Yes that does seem like the best possible scope design. They've been built by hobbyist astronomers (even with truss tubes holding the secondary/eyepiece section and a "tube" made out of cloth to block stray light).
I'm not sure if they did over 4 times the primary mirror grinding just to use an off-axis circle-ellipse that's less than a quarter the area of the mirror. That sounds like a lot of work and waste to get rid of diffraction spikes. Imagine grinding a mirror about a yard wide just to make a 12-16" telescope. Although you could cut and sell the rest of the mirror or use it to build an imaging scope for each CCD or something and still make a small regular scope from the middle. Maybe if you're really careful it'd be less work to grind the side of a parabola without grinding the rest of it.
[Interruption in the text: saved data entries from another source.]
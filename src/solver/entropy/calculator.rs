//! Scoring a single guess
//!
//! A guess splits the pool into groups, one per feedback pattern the secret could
//! produce. The more evenly it splits, the more the feedback is expected to tell.

use crate::core::{FeedbackPattern, Word};
use rustc_hash::FxHashMap;

/// How a guess splits a pool
#[derive(Debug, Clone, Copy, PartialEq)]
pub struct GuessMetrics {
    /// Bits of information the feedback is expected to carry
    pub entropy: f64,
    /// Pool size to expect after playing the guess
    pub expected_remaining: f64,
    /// Size of the biggest group
    pub max_partition: usize,
    pub partitions: usize,
}

/// Expected information from playing `guess` when every candidate is equally likely
///
/// 0 for an empty pool or when every candidate gives the same feedback.
///
/// ```
/// use wordle_suggest::core::Word;
/// use wordle_suggest::solver::entropy::calculate_entropy;
///
/// let pool = [Word::new("alloy").unwrap(), Word::new("alive").unwrap()];
/// let pool: Vec<&Word> = pool.iter().collect();
///
/// assert_eq!(calculate_entropy(&Word::new("alloy").unwrap(), &pool), 1.0);
/// assert_eq!(calculate_entropy(&Word::new("thumb").unwrap(), &pool), 0.0);
/// ```
#[must_use]
pub fn calculate_entropy(guess: &Word, candidates: &[&Word]) -> f64 {
    shannon_entropy(partition_sizes(guess, candidates).values().copied())
}

/// Group size per feedback pattern
#[must_use]
pub fn partition_sizes(guess: &Word, candidates: &[&Word]) -> FxHashMap<FeedbackPattern, usize> {
    candidates
        .iter()
        .fold(FxHashMap::default(), |mut groups, &candidate| {
            *groups
                .entry(FeedbackPattern::compute(guess, candidate))
                .or_default() += 1;
            groups
        })
}

/// Entropy in bits of the distribution given by `group_sizes`
///
/// Empty groups are skipped. The result lies between 0 and log2 of the number of
/// non-empty groups.
///
/// ```
/// use wordle_suggest::solver::entropy::shannon_entropy;
///
/// assert_eq!(shannon_entropy([8, 8, 8, 8]), 2.0);
/// assert_eq!(shannon_entropy([12]), 0.0);
/// assert!(shannon_entropy([30, 1, 1]) < shannon_entropy([10, 11, 11]));
/// ```
#[must_use]
pub fn shannon_entropy<I>(group_sizes: I) -> f64
where
    I: IntoIterator<Item = usize>,
    I::IntoIter: Clone,
{
    let sizes = group_sizes.into_iter().filter(|&size| size > 0);
    let total: usize = sizes.clone().sum();
    if total == 0 {
        return 0.0;
    }

    let total = total as f64;
    // p * log2(1/p) keeps every term non-negative, so one group gives +0.0
    sizes
        .map(|size| {
            let share = size as f64 / total;
            share * (1.0 / share).log2()
        })
        .sum()
}

/// Entropy plus the expected and worst-case pool size after `guess`
#[must_use]
pub fn calculate_metrics(guess: &Word, candidates: &[&Word]) -> GuessMetrics {
    let groups = partition_sizes(guess, candidates);
    let total = candidates.len() as f64;

    // A candidate lands in a group of size k with chance k/N
    let expected_remaining = if candidates.is_empty() {
        0.0
    } else {
        groups.values().map(|&k| (k * k) as f64).sum::<f64>() / total
    };

    GuessMetrics {
        entropy: shannon_entropy(groups.values().copied()),
        expected_remaining,
        max_partition: groups.values().copied().max().unwrap_or(0),
        partitions: groups.len(),
    }
}

#[cfg(test)]
mod tests {
    use super::*;

    fn words(texts: &[&str]) -> Vec<Word> {
        texts.iter().map(|t| Word::new(t).unwrap()).collect()
    }

    fn refs(words: &[Word]) -> Vec<&Word> {
        words.iter().collect()
    }

    #[test]
    fn even_split_is_log2_of_groups() {
        assert!((shannon_entropy([3, 3, 3, 3]) - 2.0).abs() < 1e-12);
        assert!((shannon_entropy([1; 8]) - 3.0).abs() < 1e-12);
    }

    #[test]
    fn one_group_is_positive_zero() {
        let entropy = shannon_entropy([10]);
        assert_eq!(entropy, 0.0);
        assert!(entropy.is_sign_positive());
    }

    #[test]
    fn lopsided_split_scores_lower() {
        assert!(shannon_entropy([97, 1, 1, 1]) < shannon_entropy([25, 25, 25, 25]));
    }

    #[test]
    fn empty_groups_ignored() {
        assert_eq!(shannon_entropy([5, 0, 5]), shannon_entropy([5, 5]));
        assert_eq!(shannon_entropy(std::iter::empty()), 0.0);
        assert_eq!(shannon_entropy([0, 0]), 0.0);
    }

    #[test]
    fn never_exceeds_group_bound() {
        let entropy = shannon_entropy([10, 20, 30]);
        assert!(entropy > 0.0);
        assert!(entropy <= 3f64.log2());
    }

    #[test]
    fn crane_against_four_words() {
        let pool = words(&["slate", "irate", "trace", "raise"]);
        let entropy = calculate_entropy(&Word::new("crane").unwrap(), &refs(&pool));
        assert!(entropy > 1.0 && entropy <= 2.0);
    }

    #[test]
    fn no_shared_letters_gives_nothing() {
        let pool = words(&["aaaaa", "bbbbb", "ccccc"]);
        assert_eq!(calculate_entropy(&Word::new("zzzzz").unwrap(), &refs(&pool)), 0.0);
    }

    #[test]
    fn empty_pool_scores_zero() {
        assert_eq!(calculate_entropy(&Word::new("crane").unwrap(), &[]), 0.0);
    }

    #[test]
    fn partition_sizes_sum_to_pool() {
        let pool = words(&["slate", "crate", "crane", "irate"]);
        let groups = partition_sizes(&Word::new("crane").unwrap(), &refs(&pool));

        assert_eq!(groups.values().sum::<usize>(), 4);
        assert_eq!(groups.get(&FeedbackPattern::SOLVED), Some(&1));
    }

    #[test]
    fn metrics_for_even_split() {
        let pool = words(&["alloy", "alive"]);
        let metrics = calculate_metrics(&Word::new("alloy").unwrap(), &refs(&pool));

        assert!((metrics.entropy - 1.0).abs() < 1e-12);
        assert!((metrics.expected_remaining - 1.0).abs() < 1e-12);
        assert_eq!(metrics.max_partition, 1);
        assert_eq!(metrics.partitions, 2);
    }

    #[test]
    fn metrics_for_useless_guess() {
        let pool = words(&["alloy", "alive", "abuse"]);
        let metrics = calculate_metrics(&Word::new("zzzzz").unwrap(), &refs(&pool));

        assert_eq!(metrics.entropy, 0.0);
        assert!((metrics.expected_remaining - 3.0).abs() < 1e-12);
        assert_eq!(metrics.max_partition, 3);
        assert_eq!(metrics.partitions, 1);
    }

    #[test]
    fn metrics_for_empty_pool() {
        let metrics = calculate_metrics(&Word::new("crane").unwrap(), &[]);
        assert_eq!(metrics.entropy, 0.0);
        assert_eq!(metrics.expected_remaining, 0.0);
        assert_eq!(metrics.max_partition, 0);
        assert_eq!(metrics.partitions, 0);
    }
}
//! Simple interactive CLI mode
//!
//! Line-based suggestion loop without the TUI

use crate::core::{Error, FeedbackPattern, Word};
use crate::output::formatters::{colored_guess, pattern_to_emoji};
use crate::solver::{RankedSuggestion, Session};
use anyhow::Result;
use colored::Colorize;
use std::io::{self, BufRead, Write};

/// Pools at or below this size are listed in full
const SHOW_POOL_LIMIT: usize = 10;

/// What the player asked for at a prompt
enum Reply<T> {
    Value(T),
    Undo,
    New,
    Quit,
}

/// Run the simple interactive CLI mode on stdin/stdout
///
/// # Errors
///
/// Returns an error if reading input or writing output fails, or if ranking fails for a
/// reason other than an empty pool.
pub fn run_simple(session: &mut Session<'_>) -> Result<()> {
    let stdin = io::stdin();
    run_simple_with(session, stdin.lock(), io::stdout())
}

/// Run the interactive loop over any input and output
///
/// Ends cleanly on `quit` or end of input.
///
/// # Errors
/// Same as [`run_simple`].
pub fn run_simple_with<R: BufRead, W: Write>(
    session: &mut Session<'_>,
    mut input: R,
    mut out: W,
) -> Result<()> {
    print_banner(&mut out)?;

    loop {
        let turn = session.history().len() + 1;
        let candidates = session.pool().len();

        writeln!(out, "{}", "─".repeat(60))?;
        writeln!(out, "Turn {turn}: {candidates} candidates remaining")?;
        writeln!(out, "{}", "─".repeat(60))?;

        let suggestions = match session.suggest() {
            Ok(suggestions) => suggestions,
            Err(Error::EmptyPool) => {
                writeln!(out, "\n❌ No candidates remain! Your feedback may be incorrect.")?;
                writeln!(out, "Type 'undo' to go back, 'new' to start over or 'quit'.\n")?;
                match read_command(&mut input, &mut out)? {
                    Reply::Undo | Reply::Value(()) => undo(session, &mut out)?,
                    Reply::New => new_game(session, &mut out)?,
                    Reply::Quit => return farewell(&mut out),
                }
                continue;
            }
            Err(e) => return Err(e.into()),
        };

        print_suggestions(&mut out, &suggestions, candidates)?;
        if candidates <= SHOW_POOL_LIMIT {
            writeln!(out, "Remaining candidates:")?;
            for word in session.pool().iter() {
                writeln!(out, "  • {}", word.text().to_uppercase())?;
            }
            writeln!(out)?;
        }

        let default = suggestions[0].word;
        let guess = match read_guess(&mut input, &mut out, default)? {
            Reply::Value(guess) => guess,
            Reply::Undo => {
                undo(session, &mut out)?;
                continue;
            }
            Reply::New => {
                new_game(session, &mut out)?;
                continue;
            }
            Reply::Quit => return farewell(&mut out),
        };

        let pattern = match read_pattern(&mut input, &mut out)? {
            Reply::Value(pattern) => pattern,
            Reply::Undo => {
                undo(session, &mut out)?;
                continue;
            }
            Reply::New => {
                new_game(session, &mut out)?;
                continue;
            }
            Reply::Quit => return farewell(&mut out),
        };

        if let Err(e) = session.apply(guess, pattern) {
            writeln!(out, "❌ {e}\n")?;
            continue;
        }

        if pattern.is_solved() {
            print_victory(&mut out, session)?;
            match prompt(&mut input, &mut out, "Play again? (yes/no)")? {
                Some(answer) if matches!(answer.to_lowercase().as_str(), "yes" | "y") => {
                    new_game(session, &mut out)?;
                }
                _ => return farewell(&mut out),
            }
        }
    }
}

fn print_banner<W: Write>(out: &mut W) -> io::Result<()> {
    writeln!(out, "\n╔══════════════════════════════════════════════════════════════╗")?;
    writeln!(out, "║            Wordle Suggest - Interactive Mode                 ║")?;
    writeln!(out, "╚══════════════════════════════════════════════════════════════╝\n")?;
    writeln!(out, "Each turn I rank a sample of the remaining words by expected information.")?;
    writeln!(out, "Enter the word you played (Enter accepts my top pick), then its feedback:\n")?;
    writeln!(out, "  - G, 2 or 🟩 for green (correct position)")?;
    writeln!(out, "  - Y, 1 or 🟨 for yellow (wrong position)")?;
    writeln!(out, "  - -, 0 or ⬜ for gray (not in word)")?;
    writeln!(out, "  - Or type 'win' if you got it right!\n")?;
    writeln!(out, "Commands: 'quit' to exit, 'new' for new game, 'undo' to undo last guess\n")
}

fn print_suggestions<W: Write>(
    out: &mut W,
    suggestions: &[RankedSuggestion<'_>],
    candidates: usize,
) -> io::Result<()> {
    writeln!(out, "\n📊 Suggested guesses:")?;
    for (i, suggestion) in suggestions.iter().enumerate() {
        let expected = candidates as f64 / suggestion.entropy.exp2();
        writeln!(
            out,
            "   {}. {}  {:.3} bits  (~{expected:.1} left)",
            i + 1,
            suggestion.word.text().to_uppercase().bright_white().bold(),
            suggestion.entropy,
        )?;
    }
    writeln!(out)
}

fn print_victory<W: Write>(out: &mut W, session: &Session<'_>) -> io::Result<()> {
    let turns = session.history().len();

    writeln!(out, "\n{}", "═".repeat(60).bright_cyan())?;
    writeln!(
        out,
        "{}",
        "           🎉  W O R D L E   S O L V E D !  🎉".bright_green().bold()
    )?;
    writeln!(out, "{}", "═".repeat(60).bright_cyan())?;
    writeln!(
        out,
        "\n  Solution found in {} {}",
        turns.to_string().bright_cyan().bold(),
        if turns == 1 { "guess" } else { "guesses" }
    )?;

    writeln!(out, "\n  Guess history:")?;
    for (i, turn) in session.history().iter().enumerate() {
        writeln!(
            out,
            "    {}. {} {}",
            (i + 1).to_string().bright_black(),
            colored_guess(turn.guess.text(), turn.pattern),
            pattern_to_emoji(turn.pattern)
        )?;
    }
    writeln!(out)
}

fn undo<W: Write>(session: &mut Session<'_>, out: &mut W) -> io::Result<()> {
    match session.undo() {
        Some(turn) => writeln!(
            out,
            "✓ Undid {}. Back to turn {}\n",
            turn.guess.text().to_uppercase(),
            session.history().len() + 1
        ),
        None => writeln!(out, "Nothing to undo!\n"),
    }
}

fn new_game<W: Write>(session: &mut Session<'_>, out: &mut W) -> io::Result<()> {
    session.reset();
    writeln!(out, "\n🔄 New game started!\n")
}

fn farewell<W: Write>(out: &mut W) -> Result<()> {
    writeln!(out, "\n👋 Thanks for playing!\n")?;
    Ok(())
}

/// Map a command word, if the input is one
fn command<T>(input: &str) -> Option<Reply<T>> {
    match input.to_lowercase().as_str() {
        "quit" | "q" | "exit" => Some(Reply::Quit),
        "new" | "n" => Some(Reply::New),
        "undo" | "u" => Some(Reply::Undo),
        _ => None,
    }
}

fn read_command<R: BufRead, W: Write>(input: &mut R, out: &mut W) -> Result<Reply<()>> {
    loop {
        let Some(line) = prompt(input, out, "Command")? else {
            return Ok(Reply::Quit);
        };
        if let Some(reply) = command(&line) {
            return Ok(reply);
        }
        writeln!(out, "Unknown command '{line}'\n")?;
    }
}

fn read_guess<R: BufRead, W: Write>(
    input: &mut R,
    out: &mut W,
    default: &Word,
) -> Result<Reply<Word>> {
    let label = format!(
        "Word played (Enter for {})",
        default.text().to_uppercase()
    );
    loop {
        let Some(line) = prompt(input, out, &label)? else {
            return Ok(Reply::Quit);
        };
        if line.is_empty() {
            return Ok(Reply::Value(default.clone()));
        }
        if let Some(reply) = command(&line) {
            return Ok(reply);
        }
        match Word::new(&line) {
            Ok(word) => return Ok(Reply::Value(word)),
            Err(e) => writeln!(out, "❌ {e}\n")?,
        }
    }
}

fn read_pattern<R: BufRead, W: Write>(
    input: &mut R,
    out: &mut W,
) -> Result<Reply<FeedbackPattern>> {
    loop {
        let Some(line) = prompt(input, out, "Feedback (G/Y/-, 2/1/0, 'win', or command)")? else {
            return Ok(Reply::Quit);
        };
        if matches!(
            line.to_lowercase().as_str(),
            "win" | "correct" | "yes" | "solved"
        ) {
            return Ok(Reply::Value(FeedbackPattern::SOLVED));
        }
        if let Some(reply) = command(&line) {
            return Ok(reply);
        }
        match FeedbackPattern::parse(&line) {
            Ok(pattern) => return Ok(Reply::Value(pattern)),
            Err(e) if e.is_invalid_pattern() => {
                writeln!(out, "❌ {e}. Use G/Y/-, 2/1/0 or 🟩🟨⬜\n")?;
            }
            Err(e) => writeln!(out, "❌ {e}\n")?,
        }
    }
}

/// Prompt for one line; `None` at end of input
fn prompt<R: BufRead, W: Write>(input: &mut R, out: &mut W, label: &str) -> Result<Option<String>> {
    write!(out, "{label}: ")?;
    out.flush()?;

    let mut line = String::new();
    if input.read_line(&mut line)? == 0 {
        return Ok(None);
    }
    Ok(Some(line.trim().to_owned()))
}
Especially if they sell off-axis mirror blanks now so you don't have to buy the costlier huge mirror blank, cut it and then be burdened with a mirror blank that has a circle cut out of it. I don't know, I know almost nothing about telescope making.
Other hobbyist telescope makers have built 1-vane secondary mirror supports cause they prefer fewer and worse spikes; and curved secondary mirror vanes, which have every possible angle somewhere along it in equal amounts instead of just orthogonal or triangular one so they spread out the spikes into a less bothersome halo.